Why another presidential commission? Well, let's look at the record

Pretend you're President. A growling political menace of an issue has just landed on your desk. You don't want to touch it, but the country is clamoring that it be tamed. What do you do?

When in doubt, you can always appoint a commission.

Ronald Reagan, during his term in office, has made effective use of this time-honored presidential tactic.

* The National Commission on Social Security Reform, ''a nearly perfect example of commissionship,'' in the words of one Washington political scientist, may have defused the hot issue of social security.

* The President's Commission on Strategic Forces, formed by Mr. Reagan in a quick side-shuffle in December, helped prevent a showdown between Congress and the White House over the problem of where to put the MX missile.

* Less-publicized panels, such as the President's Task Force on Victims of Crime, have allowed the Reagan administration to show action on issues dear to the hearts of conservative supporters.

Though it's difficult to determine an exact figure, since there are many types of citizen groups that advise the executive branch, President Reagan has appointed around a dozen full-blown presidential advisory commissions, on subjects ranging from drunken driving to United States radio broadcasts aimed at Cuba. The newest panel, created on Jan. 14, is the Presidential Commission on Indian Reservation Economics, appointed for the Reaganesque purpose of promoting private sector development on Indian lands.

Jimmy Carter, when President, appointed commissions at about the same rate as Reagan. Presidents Johnson and Nixon named them relatively faster, political scientists say.

Presidential use of these civilian advisory groups was apparently inspired by the British, whose royal commissions have been dispensing well-mannered advice for hundreds of years. Their use in the United States dates back to 1794, when George Washington appointed a commission to investigate ''The Whiskey Rebellion, '' an up rising of Pennsylvania distillers angered by federal liquor taxes.

But commissions didn't become a normal tool of government in the US until the early 20th century, when a string of influential panels changed the face of American government, says Frank Popper, author of a 20th Century Fund study on presidential commissions. Between 1900 and 1945, commissions led to the formation of the Federal Reserve Board, the federal budget, and the modern, heavily staffed Office of the President.

After World War II, presidents increasingly appointed commissions in response to specific events. President -Kennedy's assassination, the inner-city riots of 1967, and the Three Mile Island nuclear power plant accident were all investigated by the sort of panel invariably described as ''blue ribbon.''

Do these commissions provide valuable advice? Or are they elaborately produced charades, designed to give the appearance of action?

As a general rule, writes sociologist Nathan Glaser, commissions tend to sweep up ideas that already exist and give them an aura of respectability.

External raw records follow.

//! Tests for ESPN payload deserialization and snapshot conversion

use super::*;
use serde_json::json;

fn league_payload() -> serde_json::Value {
    json!({
        "id": 12345,
        "seasonId": 2025,
        "scoringPeriodId": 3,
        "members": [
            {"id": "{AAA}", "displayName": "alpha_gm", "firstName": "Ann", "lastName": "Lee"},
            {"id": "{BBB}", "displayName": "bravo_gm"}
        ],
        "teams": [
            {
                "id": 1,
                "name": "Team Alpha",
                "owners": ["{AAA}"],
                "playoffSeed": 2,
                "waiverRank": 7,
                "record": {"overall": {"wins": 2, "losses": 0, "ties": 0, "pointsFor": 245.62}},
                "roster": {"entries": [
                    {
                        "playerId": 100,
                        "playerPoolEntry": {"player": {
                            "id": 100,
                            "fullName": "Patrick Mahomes",
                            "defaultPositionId": 1,
                            "proTeamId": 12,
                            "stats": [
                                {"seasonId": 2025, "scoringPeriodId": 1, "statSourceId": 0, "statSplitTypeId": 1, "appliedTotal": 18.5},
                                {"seasonId": 2025, "scoringPeriodId": 2, "statSourceId": 0, "statSplitTypeId": 1, "appliedTotal": 24.1},
                                {"seasonId": 2025, "scoringPeriodId": 0, "statSourceId": 0, "statSplitTypeId": 0, "appliedTotal": 42.6},
                                {"seasonId": 2025, "scoringPeriodId": 3, "statSourceId": 1, "statSplitTypeId": 1, "appliedTotal": 21.3},
                                {"seasonId": 2024, "scoringPeriodId": 17, "statSourceId": 0, "statSplitTypeId": 1, "appliedTotal": 30.0}
                            ]
                        }}
                    }
                ]}
            },
            {
                "id": 4,
                "location": "Bravo",
                "nickname": "Squad",
                "owners": ["{BBB}"],
                "playoffSeed": 0,
                "rankCalculatedFinal": 5,
                "waiverRank": 1,
                "record": {"overall": {"wins": 0, "losses": 2, "pointsFor": 180.0}}
            }
        ],
        "schedule": [
            {"id": 1, "matchupPeriodId": 1,
             "home": {"teamId": 1, "totalPoints": 120.5, "totalProjectedPointsLive": 118.0},
             "away": {"teamId": 4, "totalPoints": 95.25}},
            {"id": 2, "matchupPeriodId": 2,
             "home": {"teamId": 4, "totalPoints": 0.0}},
            {"id": 3, "matchupPeriodId": 3,
             "home": {"teamId": 4, "totalPoints": 84.0, "totalProjectedPointsLive": 90.5},
             "away": {"teamId": 1, "totalPoints": 125.12, "totalProjectedPointsLive": 122.0}}
        ]
    })
}

fn snapshot() -> LeagueSnapshot {
    let response: LeagueResponse = serde_json::from_value(league_payload()).unwrap();
    response
        .into_snapshot(LeagueId::new(12345), Season::new(2025))
        .unwrap()
}

#[test]
fn test_stat_source_matches_line() {
    let line: PlayerStatLine = serde_json::from_value(json!({
        "scoringPeriodId": 2, "statSourceId": 1, "statSplitTypeId": 1, "appliedTotal": 12.0
    }))
    .unwrap();
    assert!(StatSource::Projected.matches(&line));
    assert!(!StatSource::Actual.matches(&line));
    assert_eq!(StatSource::Actual.id(), 0);
}

#[test]
fn test_team_fields() {
    let snap = snapshot();
    assert_eq!(snap.teams.len(), 2);
    assert_eq!(snap.current_week, Week::new(3));

    let alpha = &snap.teams[0];
    assert_eq!(alpha.id, TeamId::new(1));
    assert_eq!(alpha.name, "Team Alpha");
    assert_eq!(alpha.owner, "Ann Lee");
    assert_eq!(alpha.record(), "2-0");
    assert_eq!(alpha.standing, 2);
    assert_eq!(alpha.waiver_rank, 7);
    assert_eq!(alpha.points_for, 245.62);
}

#[test]
fn test_team_name_and_standing_fallbacks() {
    let snap = snapshot();
    let bravo = &snap.teams[1];
    assert_eq!(bravo.name, "Bravo Squad");
    assert_eq!(bravo.owner, "bravo_gm");
    assert_eq!(bravo.standing, 5);
    assert!(bravo.roster.is_empty());
}

#[test]
fn test_player_points_use_latest_weekly_actual_and_current_projection() {
    let snap = snapshot();
    let player = &snap.teams[0].roster[0];
    assert_eq!(player.name, "Patrick Mahomes");
    assert_eq!(player.position, "QB");
    assert_eq!(player.pro_team, "KC");
    // Week 2 is the latest 2025 weekly actual; the season total and the
    // 2024 line are ignored.
    assert_eq!(player.points, 24.1);
    assert_eq!(player.projected_points, 21.3);
}

#[test]
fn test_player_without_stats_scores_zero() {
    let player: EspnPlayer = serde_json::from_value(json!({
        "id": 7,
        "defaultPositionId": 16,
        "proTeamId": 0
    }))
    .unwrap();
    assert_eq!(player.recent_points(Season::new(2025)), 0.0);
    assert_eq!(player.projected_points(Season::new(2025), Week::new(1)), 0.0);
}

#[test]
fn test_projection_falls_back_to_latest_projected_period() {
    let player: EspnPlayer = serde_json::from_value(json!({
        "id": 7,
        "stats": [
            {"scoringPeriodId": 4, "statSourceId": 1, "statSplitTypeId": 1, "appliedTotal": 9.0},
            {"scoringPeriodId": 6, "statSourceId": 1, "statSplitTypeId": 1, "appliedTotal": 11.5}
        ]
    }))
    .unwrap();
    assert_eq!(player.projected_points(Season::new(2025), Week::new(9)), 11.5);
    assert_eq!(player.projected_points(Season::new(2025), Week::new(4)), 9.0);
}

#[test]
fn test_schedule_skips_byes_and_keeps_order() {
    let snap = snapshot();
    assert_eq!(snap.schedule.len(), 2);

    let first = &snap.schedule[0];
    assert_eq!(first.week, Week::new(1));
    assert_eq!(first.home.team_id, TeamId::new(1));
    assert_eq!(first.home.projected, 118.0);
    assert_eq!(first.away.projected, 0.0);

    let second = &snap.schedule[1];
    assert_eq!(second.week, Week::new(3));
    assert_eq!(second.away.score, 125.12);
}

#[test]
fn test_empty_league_is_no_data() {
    let response: LeagueResponse = serde_json::from_value(json!({"teams": []})).unwrap();
    let result = response.into_snapshot(LeagueId::new(1), Season::new(2025));
    assert!(matches!(result, Err(FflError::NoData { provider: "ESPN" })));
}

#[test]
fn test_owner_falls_back_to_raw_id() {
    let team: EspnTeam = serde_json::from_value(json!({
        "id": 9,
        "owners": ["{ZZZ}"]
    }))
    .unwrap();
    assert_eq!(team.owner_label(&[]), "{ZZZ}");
    assert_eq!(team.display_name(), "Team 9");
}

Then, political scientists say, the impact of the panel's report is often inversely proportional to the size of the problem it addresses. The sweeping ''social'' panels of the Johnson and Nixon years, such as the '70 Commission on Campus Unrest, produced lots of headlines and little legislation.

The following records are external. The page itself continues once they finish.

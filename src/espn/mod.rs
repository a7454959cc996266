//! League-data provider: ESPN client, payload types, and pure projections.

pub mod compute;
pub mod http;
pub mod types;

use async_trait::async_trait;

use crate::{league::LeagueSnapshot, Result};

/// Anything that can produce a fresh [`LeagueSnapshot`] on demand.
#[async_trait]
pub trait LeagueProvider: Send + Sync {
    async fn fetch_league(&self) -> Result<LeagueSnapshot>;
}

On the other hand, ''there are lots of little commissions you and I never heard of, that anticipate problems and operate in obscurity,'' says Martha Derthick, a Brookings Institution fellow who served on the campus-unrest panel.

A 1964 commission, for instance, successfully reorganized federal health-care research priorities. The final report of the President's Task Force on Victims of Crime, released Jan. 27, suggests specific ways for making the legal system more responsive to the rights of victims.

And even if a commission's suggestions aren't speedily adopted, the mere fact that a group of eminent citizens is furrowing their brows over a particular problem makes the country take that problem more seriously.

''They legitimate these things,'' says Mr. Popper, a fellow at Resources for the Future.

The National Commission on Social Security Reform, if nothing else, has already riveted the nation's attention on the need for social security reform. Its suggestions stand a good chance of passing Congress, and it appears to have protected both Congress and the White House from the politically explosive issue - a nearly faultless example of adroit commissionship on the part of President Reagan.

It will be difficult for the Commission on Strategic Forces to be so successful. Most commissions are hobbled by lack of time, but the CSF has until only Feb. 18 to solve a particularly tough riddle: What should we do with the MX missile?